The term “Blended Learning” has recently emerged from the mayhem Covid-19 has inflicted upon our educational system, and the schooling of our young people in particular
This is yet another example of the misuse of words/phrases, apparently intended to obscure, misrepresent or put a gloss on things, and which have the unintended (or perhaps intended) consequence of confusing and infuriating those of us who are a little more advanced in years than we would like to be.

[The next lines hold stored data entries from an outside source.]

impl Immediate {
    /// The value as an unsigned 16-bit index, for variable/argument operands.
    #[must_use]
    pub fn as_index(&self) -> Option<u16> {
        match self {
            Immediate::UInt8(v) => Some(u16::from(*v)),
            Immediate::UInt16(v) => Some(*v),
            _ => None,
        }
    }

    /// The value as a branch displacement, for `Int8`/`Int32` operands.
    #[must_use]
    pub fn as_displacement(&self) -> Option<i32> {
        match self {
            Immediate::Int8(v) => Some(i32::from(*v)),
            Immediate::Int32(v) => Some(*v),
            _ => None,
        }
    }
}

/// A decoded instruction operand.
#[derive(Debug, Clone, PartialEq)]
pub enum Operand {
    /// No operand
    None,
    /// Immediate value
    Immediate(Immediate),
    /// Metadata token
    Token(Token),
    /// Branch target as an index into the decoded stream (pre-lifting)
    Target(usize),
    /// Branch target as a label (post-lifting, the editable form)
    Label(Label),
    /// Switch targets as indices into the decoded stream (pre-lifting)
    Switch(Vec<usize>),
    /// Switch targets as labels (post-lifting)
    SwitchLabels(Vec<Label>),
}

/// Derived consumer value of an operand: what the token or immediate *means*,
/// as far as the resolver could tell.
#[derive(Debug, Clone, PartialEq, Default)]
pub enum Argument {
    /// Nothing derived
    #[default]
    None,
    /// Resolved user string for `ldstr`
    String(std::sync::Arc<str>),
    /// Resolved member for call/field/type tokens
    Member(MemberHandle),
}

/// Kind of exception-region marker attached to an instruction.
#[derive(Debug, Clone, Copy, PartialEq, Eq, Display)]
pub enum ExceptionBlockType {
    /// Opens a protected region
    BeginExceptionBlock,
    /// Opens a typed catch handler
    BeginCatchBlock,
    /// Opens a finally handler
    BeginFinallyBlock,
    /// Opens a fault handler
    BeginFaultBlock,
    /// Opens a filter expression
    BeginFilterBlock,
    /// Closes the whole protected region
    EndExceptionBlock,
}

impl ExceptionBlockType {
    /// `true` for every marker except [`ExceptionBlockType::EndExceptionBlock`].
    #[must_use]
    pub fn is_begin(&self) -> bool {
        !matches!(self, ExceptionBlockType::EndExceptionBlock)
    }
}

/// An exception-region marker.
#[derive(Debug, Clone, PartialEq)]
pub struct ExceptionBlock {
    /// Marker kind
    pub block_type: ExceptionBlockType,
    /// Caught type for catch markers
    pub catch_type: Option<Token>,
}

impl ExceptionBlock {
    /// Create a marker of the given kind without a catch type.
    #[must_use]
    pub fn new(block_type: ExceptionBlockType) -> Self {
        ExceptionBlock {
            block_type,
            catch_type: None,
        }
    }

    /// Create a typed catch marker.
    #[must_use]
    pub fn catch(catch_type: Option<Token>) -> Self {
        ExceptionBlock {
            block_type: ExceptionBlockType::BeginCatchBlock,
            catch_type,
        }
    }
}

/// How an instruction accesses an argument slot, for the shift pass.
#[derive(Debug, Clone, Copy, PartialEq, Eq)]
pub enum ArgAccess {
    /// Loads the value
    Load,
    /// Loads the address
    LoadAddr,
    /// Stores the value
    Store,
}

/// One instruction of the editable stream.
///
/// `offset` is only meaningful directly after decoding or encoding; list
/// edits do not maintain it.
#[derive(Debug, Clone, PartialEq)]
pub struct Instruction {
    /// Stable identity, preserved by `Clone`
    pub id: InstrId,
    /// `0` or [`FE_PREFIX`]
    pub prefix: u8,
    /// Opcode byte (second byte for prefixed opcodes)
    pub opcode: u8,
    /// Canonical mnemonic
    pub mnemonic: &'static str,
    /// Shape of the encoded operand
    pub operand_type: OperandType,
    /// Control-flow effect
    pub flow: FlowType,
    /// Decoded operand
    pub operand: Operand,
    /// Derived consumer value of the operand
    pub argument: Argument,
    /// Labels attached to this instruction (branch targets pointing here)
    pub labels: Vec<Label>,
    /// Exception-region markers attached to this instruction
    pub blocks: Vec<ExceptionBlock>,
    /// Byte offset within the stream, as of the last decode or encode
    pub offset: u32,
}

impl Instruction {
    /// Create an instruction from its opcode bytes and operand.
    ///
    /// # Errors
    /// Returns [`crate::Error::Malformed`] for an opcode byte that is not
    /// defined by ECMA-335.
    pub fn new(prefix: u8, opcode: u8, operand: Operand) -> crate::Result<Self> {
        let Some(spec) = opcodes::lookup(prefix, opcode) else {
            return Err(malformed_error!(
                "Unknown opcode {:#04x} (prefix {:#04x})",
                opcode,
                prefix
            ));
        };

        Ok(Instruction {
            id: InstrId::fresh(),
            prefix,
            opcode,
            mnemonic: spec.mnemonic,
            operand_type: spec.operand,
            flow: spec.flow,
            operand,
            argument: Argument::None,
            labels: Vec::new(),
            blocks: Vec::new(),
            offset: 0,
        })
    }

    /// Create a single-byte instruction without an operand.
    ///
    /// Intended for known-good opcode constants; an undefined byte produces a
    /// placeholder `nop`-shaped entry rather than a panic.
    #[must_use]
    pub fn op(opcode: u8) -> Self {
        Instruction::new(0, opcode, Operand::None).unwrap_or_else(|_| Instruction::nop())
    }

    /// Create a `nop`.
    #[must_use]
    pub fn nop() -> Self {
        Instruction {
            id: InstrId::fresh(),
            prefix: 0,
            opcode: opcodes::NOP,
            mnemonic: "nop",
            operand_type: OperandType::None,
            flow: FlowType::Sequential,
            operand: Operand::None,
            argument: Argument::None,
            labels: Vec::new(),
            blocks: Vec::new(),
            offset: 0,
        }
    }

    /// Create a single-byte instruction with a token operand.
    #[must_use]
    pub fn with_token(opcode: u8, token: Token) -> Self {
        Instruction::new(0, opcode, Operand::Token(token)).unwrap_or_else(|_| Instruction::nop())
    }

    /// Create a branch instruction targeting `label`. Always uses the long
    /// form; the encoder keeps it as is.
    #[must_use]
    pub fn branch(opcode: u8, label: Label) -> Self {
        let long = opcodes::long_branch_form(opcode).unwrap_or(opcode);
        Instruction::new(0, long, Operand::Label(label)).unwrap_or_else(|_| Instruction::nop())
    }

    /// Load a 32-bit constant, using the shortest encoding.
    #[must_use]
    pub fn ldc_i4(value: i32) -> Self {
        match value {
            -1 => Instruction::op(opcodes::LDC_I4_M1),
            0..=8 => {
                #[allow(clippy::cast_possible_truncation, clippy::cast_sign_loss)]
                Instruction::op(opcodes::LDC_I4_0 + value as u8)
            }
            -128..=127 =>
            {
                #[allow(clippy::cast_possible_truncation)]
                Instruction::new(
                    0,
                    opcodes::LDC_I4_S,
                    Operand::Immediate(Immediate::Int8(value as i8)),
                )
                .unwrap_or_else(|_| Instruction::nop())
            }
            _ => Instruction::new(
                0,
                opcodes::LDC_I4,
                Operand::Immediate(Immediate::Int32(value)),
            )
            .unwrap_or_else(|_| Instruction::nop()),
        }
    }

    /// Load local `slot`, using the shortest encoding.
    #[must_use]
    pub fn load_local(slot: u16) -> Self {
        Instruction::var_access(
            slot,
            opcodes::LDLOC_0,
            Some(opcodes::LDLOC_S),
            opcodes::FE_LDLOC,
        )
    }

    /// Store into local `slot`, using the shortest encoding.
    #[must_use]
    pub fn store_local(slot: u16) -> Self {
        Instruction::var_access(
            slot,
            opcodes::STLOC_0,
            Some(opcodes::STLOC_S),
            opcodes::FE_STLOC,
        )
    }

    /// Load the address of local `slot`.
    #[must_use]
    pub fn load_local_addr(slot: u16) -> Self {
        if let Ok(slot8) = u8::try_from(slot) {
            Instruction::new(
                0,
                opcodes::LDLOCA_S,
                Operand::Immediate(Immediate::UInt8(slot8)),
            )
            .unwrap_or_else(|_| Instruction::nop())
        } else {
            Instruction::new(
                FE_PREFIX,
                opcodes::FE_LDLOCA,
                Operand::Immediate(Immediate::UInt16(slot)),
            )
            .unwrap_or_else(|_| Instruction::nop())
        }
    }

    /// Load argument `slot`, using the shortest encoding.
    #[must_use]
    pub fn load_arg(slot: u16) -> Self {
        Instruction::var_access(
            slot,
            opcodes::LDARG_0,
            Some(opcodes::LDARG_S),
            opcodes::FE_LDARG,
        )
    }

    /// Load the address of argument `slot`.
    #[must_use]
    pub fn load_arg_addr(slot: u16) -> Self {
        if let Ok(slot8) = u8::try_from(slot) {
            Instruction::new(
                0,
                opcodes::LDARGA_S,
                Operand::Immediate(Immediate::UInt8(slot8)),
            )
            .unwrap_or_else(|_| Instruction::nop())
        } else {
            Instruction::new(
                FE_PREFIX,
                opcodes::FE_LDARGA,
                Operand::Immediate(Immediate::UInt16(slot)),
            )
            .unwrap_or_else(|_| Instruction::nop())
        }
    }

    /// Store into argument `slot`, using the shortest encoding.
    #[must_use]
    pub fn store_arg(slot: u16) -> Self {
        if let Ok(slot8) = u8::try_from(slot) {
            Instruction::new(
                0,
                opcodes::STARG_S,
                Operand::Immediate(Immediate::UInt8(slot8)),
            )
            .unwrap_or_else(|_| Instruction::nop())
        } else {
            Instruction::new(
                FE_PREFIX,
                opcodes::FE_STARG,
                Operand::Immediate(Immediate::UInt16(slot)),
            )
            .unwrap_or_else(|_| Instruction::nop())
        }
    }

    fn var_access(slot: u16, shorthand_base: u8, short_form: Option<u8>, long_form: u8) -> Self {
        if slot < 4 {
            #[allow(clippy::cast_possible_truncation)]
            return Instruction::op(shorthand_base + slot as u8);
        }
        if let (Some(short), Ok(slot8)) = (short_form, u8::try_from(slot)) {
            return Instruction::new(0, short, Operand::Immediate(Immediate::UInt8(slot8)))
                .unwrap_or_else(|_| Instruction::nop());
        }
        Instruction::new(
            FE_PREFIX,
            long_form,
            Operand::Immediate(Immediate::UInt16(slot)),
        )
        .unwrap_or_else(|_| Instruction::nop())
    }

    /// Encoded size in bytes: opcode byte(s) plus operand.
    #[must_use]
    pub fn size(&self) -> u32 {
        let opcode_len: u32 = if self.prefix == FE_PREFIX { 2 } else { 1 };

        let operand_len: u32 = match &self.operand {
            Operand::Switch(targets) => 4 + 4 * u32::try_from(targets.len()).unwrap_or(u32::MAX / 4),
            Operand::SwitchLabels(targets) => {
                4 + 4 * u32::try_from(targets.len()).unwrap_or(u32::MAX / 4)
            }
            _ => match self.operand_type.size() {
                Some(n) => u32::try_from(n).unwrap_or(0),
                // A switch shape with a non-switch operand cannot be encoded;
                // the encoder rejects it before sizes matter.
                Option::None => 4,
            },
        };

        opcode_len + operand_len
    }

    /// `true` when the operand is a branch displacement, target or label.
    #[must_use]
    pub fn is_branch(&self) -> bool {
        self.flow.is_branch()
    }

    /// `true` for a short-form branch that may need widening before encoding.
    #[must_use]
    pub fn is_short_branch(&self) -> bool {
        self.is_branch() && self.operand_type == OperandType::Int8
    }

    /// Rewrite a short-form branch into its long form in place.
    pub fn widen_branch(&mut self) {
        if let Some(long) = opcodes::long_branch_form(self.opcode) {
            if let Some(spec) = opcodes::lookup(0, long) {
                self.opcode = long;
                self.mnemonic = spec.mnemonic;
                self.operand_type = spec.operand;
            }
        }
    }

    /// The argument-slot access this instruction performs, if any, together
    /// with the slot index. Recognizes the shorthand forms.
    #[must_use]
    pub fn arg_access(&self) -> Option<(ArgAccess, u16)> {
        if self.prefix == FE_PREFIX {
            let index = match &self.operand {
                Operand::Immediate(imm) => imm.as_index()?,
                _ => return Option::None,
            };
            return match self.opcode {
                opcodes::FE_LDARG => Some((ArgAccess::Load, index)),
                opcodes::FE_LDARGA => Some((ArgAccess::LoadAddr, index)),
                opcodes::FE_STARG => Some((ArgAccess::Store, index)),
                _ => Option::None,
            };
        }

        match self.opcode {
            opcodes::LDARG_0..=opcodes::LDARG_3 => {
                Some((ArgAccess::Load, u16::from(self.opcode - opcodes::LDARG_0)))
            }
            opcodes::LDARG_S => {
                let index = self.immediate_index()?;
                Some((ArgAccess::Load, index))
            }
            opcodes::LDARGA_S => {
                let index = self.immediate_index()?;
                Some((ArgAccess::LoadAddr, index))
            }
            opcodes::STARG_S => {
                let index = self.immediate_index()?;
                Some((ArgAccess::Store, index))
            }
            _ => Option::None,
        }
    }

    fn immediate_index(&self) -> Option<u16> {
        match &self.operand {
            Operand::Immediate(imm) => imm.as_index(),
            _ => Option::None,
        }
    }

    /// Attach a label to this instruction.
    pub fn attach_label(&mut self, label: Label) {
        if !self.labels.contains(&label) {
            self.labels.push(label);
        }
    }

    /// Attach an exception-region marker to this instruction.
    pub fn attach_block(&mut self, block: ExceptionBlock) {
        self.blocks.push(block);
    }
}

My dislike of this practice has its roots in a visit to my GP when he referred to a consultant at the hospital as a “good clinician”. What is a clinician I mused, until Google explained that it is a “hands-on medical doctor”. So why not simply a “good doctor” or a “good consultant” – and anyway, is a nurse running a clinic not also entitled to be called a clinician, good or otherwise.to avoid further mental contortions I placed “clinician in the unnecessary cabinet in my mental furniture and tried to forget it
More recently, “Stakeholder” has tried my patience as every time I hear it I get a mental picture of someone, arms aloft, endeavouring to dispatch a vampire.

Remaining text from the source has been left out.